> REQUIRED WORK
Would you reproduce the entries that follow exactly as they appear?

> THE INPUT
use candgraph_common::SparseMatrix;
use quickcheck::{Arbitrary, Gen};

/// Assert that an invariant holds
#[macro_export]
macro_rules! assert_invariant {
    ($cond:expr, $invariant_name:expr) => {
        if !$cond {
            panic!(
                "Invariant violated: {}\nCondition: {}",
                $invariant_name,
                stringify!($cond)
            );
        }
    };
}

/// Random square adjacency of up to 7 nodes.
#[derive(Clone, Debug)]
pub struct SmallAdjacency(pub SparseMatrix);

/// Two random square adjacencies of the same size.
#[derive(Clone, Debug)]
pub struct AdjacencyPair(pub SparseMatrix, pub SparseMatrix);

fn random_edges(g: &mut Gen, n: usize) -> Vec<(usize, usize)> {
    if n == 0 {
        return Vec::new();
    }
    Vec::<(u8, u8)>::arbitrary(g)
        .into_iter()
        .map(|(a, b)| (usize::from(a) % n, usize::from(b) % n))
        .collect()
}

impl Arbitrary for SmallAdjacency {
    fn arbitrary(g: &mut Gen) -> Self {
        let n = usize::arbitrary(g) % 8;
        let edges = random_edges(g, n);
        Self(SparseMatrix::from_edges(n, edges).expect("edges are reduced modulo n"))
    }
}

impl Arbitrary for AdjacencyPair {
    fn arbitrary(g: &mut Gen) -> Self {
        let n = usize::arbitrary(g) % 8;
        let left = random_edges(g, n);
        let right = random_edges(g, n);
        Self(
            SparseMatrix::from_edges(n, left).expect("edges are reduced modulo n"),
            SparseMatrix::from_edges(n, right).expect("edges are reduced modulo n"),
        )
    }
}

> RESPONSE TO THIS TASK
use candgraph_common::SparseMatrix;
use quickcheck::{Arbitrary, Gen};

/// Assert that an invariant holds
#[macro_export]
macro_rules! assert_invariant {
    ($cond:expr, $invariant_name:expr) => {
        if !$cond {
            panic!(
                "Invariant violated: {}\nCondition: {}",
                $invariant_name,
                stringify!($cond)
            );
        }
    };
}

/// Random square adjacency of up to 7 nodes.
#[derive(Clone, Debug)]
pub struct SmallAdjacency(pub SparseMatrix);

/// Two random square adjacencies of the same size.
#[derive(Clone, Debug)]
pub struct AdjacencyPair(pub SparseMatrix, pub SparseMatrix);

fn random_edges(g: &mut Gen, n: usize) -> Vec<(usize, usize)> {
    if n == 0 {
        return Vec::new();
    }
    Vec::<(u8, u8)>::arbitrary(g)
        .into_iter()
        .map(|(a, b)| (usize::from(a) % n, usize::from(b) % n))
        .collect()
}

impl Arbitrary for SmallAdjacency {
    fn arbitrary(g: &mut Gen) -> Self {
        let n = usize::arbitrary(g) % 8;
        let edges = random_edges(g, n);
        Self(SparseMatrix::from_edges(n, edges).expect("edges are reduced modulo n"))
    }
}

impl Arbitrary for AdjacencyPair {
    fn arbitrary(g: &mut Gen) -> Self {
        let n = usize::arbitrary(g) % 8;
        let left = random_edges(g, n);
        let right = random_edges(g, n);
        Self(
            SparseMatrix::from_edges(n, left).expect("edges are reduced modulo n"),
            SparseMatrix::from_edges(n, right).expect("edges are reduced modulo n"),
        )
    }
}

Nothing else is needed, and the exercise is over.